Eden makes a comeback of sorts

It was over two years ago that we blogged about attempts to bring back Iraq’s southern marshes, and the agriculture they supported. Now, via Wired, there’s evidence from NASA of at least partial success.

A United Nations Environment Program assessment of the Iraq marsh restoration in 2006 concluded that roughly 58 percent of the marsh area present in the mid-1970s had been restored in the sense that standing water was seasonally present and vegetation was reasonably dense.

Here’s what this (partial) reclaiming of the marshes looks like from space:

But serious concerns remain: the water used for reflooding may not be sustainable as the population recovers and expands its agricultural efforts, and the region may have already suffered an irreversible loss of species diversity.

Would be nice to know to what extent traditional agriculture is also coming back. Maybe this could be discerned from the aerial images? What has happened to local landraces in the meantime?

Happy 150th birthday to the Missouri Botanical Garden

There’s a nice, informative piece on the history and achievements of the Missouri Botanical Gardens in the St Louis Post-Dispatch. It celebrates the garden’s 150th anniversary this year, very much focusing on the international research aspects of its work.

Leading those efforts is Peter Raven, the garden’s director since 1971.

“What Dr. Raven has done is establish a world-class research organization that’s dedicated to protecting biodiversity around the globe,” said Roger Beachy, president of the Donald Danforth Plant Science Center. “His vision is global, and the garden’s work reflects that.”

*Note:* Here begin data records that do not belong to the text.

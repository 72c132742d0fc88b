//! igore-calc: a four-function desktop calculator
//!
//! Digits, + − × ÷ evaluated left to right, ± √ x² on the entry.

mod app;

use app::CalcApp;
use clap::Parser;
use eframe::NativeOptions;
use igore_calc::{CalcSettings, Locale};
use std::path::PathBuf;

#[derive(Parser, Debug)]
#[command(name = "igore-calc", version, about = "A four-function desktop calculator")]
struct Args {
    /// Language for the error word and status line
    #[arg(long, value_enum)]
    locale: Option<Locale>,

    /// Settings file to use instead of the per-user default
    #[arg(long, value_name = "PATH")]
    config: Option<PathBuf>,

    /// Hide the status line
    #[arg(long)]
    no_status: bool,
}

fn main() -> eframe::Result<()> {
    igore_core::logging::init("warn");
    let args = Args::parse();

    let settings_path = args.config.unwrap_or_else(CalcSettings::default_path);
    let mut settings = CalcSettings::load(&settings_path);
    if let Some(locale) = args.locale {
        settings.locale = locale;
    }
    if args.no_status {
        settings.show_status = false;
    }
    tracing::debug!(path = %settings_path.display(), ?settings, "starting calculator");

    let options = NativeOptions {
        viewport: egui::ViewportBuilder::default()
            .with_inner_size([app::WINDOW_WIDTH, app::window_height(settings.show_status)])
            .with_resizable(false)
            .with_title("calculator"),
        ..Default::default()
    };

    eframe::run_native(
        "igore-calc",
        options,
        Box::new(move |cc| {
            igore_core::IgoreTheme::default().apply(&cc.egui_ctx);
            Box::new(CalcApp::new(cc, settings, settings_path))
        }),
    )
}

You may remember a little post we did about the place last year on the occasion of its 6 millionth specimen.

Not only are garden scientists routinely discovering plants new to science, they’re also investigating plants to be used in new drugs and those that form the backbone of the world’s food supply.

Unfortunately there was not much more in the article about the plants that form the “backbone of the world’s food supply,” which I take to be a reference to work on crop wild relatives.

One tool the garden has developed that is assisting scientists do just that is the Tropicos database, which contains more than 3.5 million plant records, the world’s largest.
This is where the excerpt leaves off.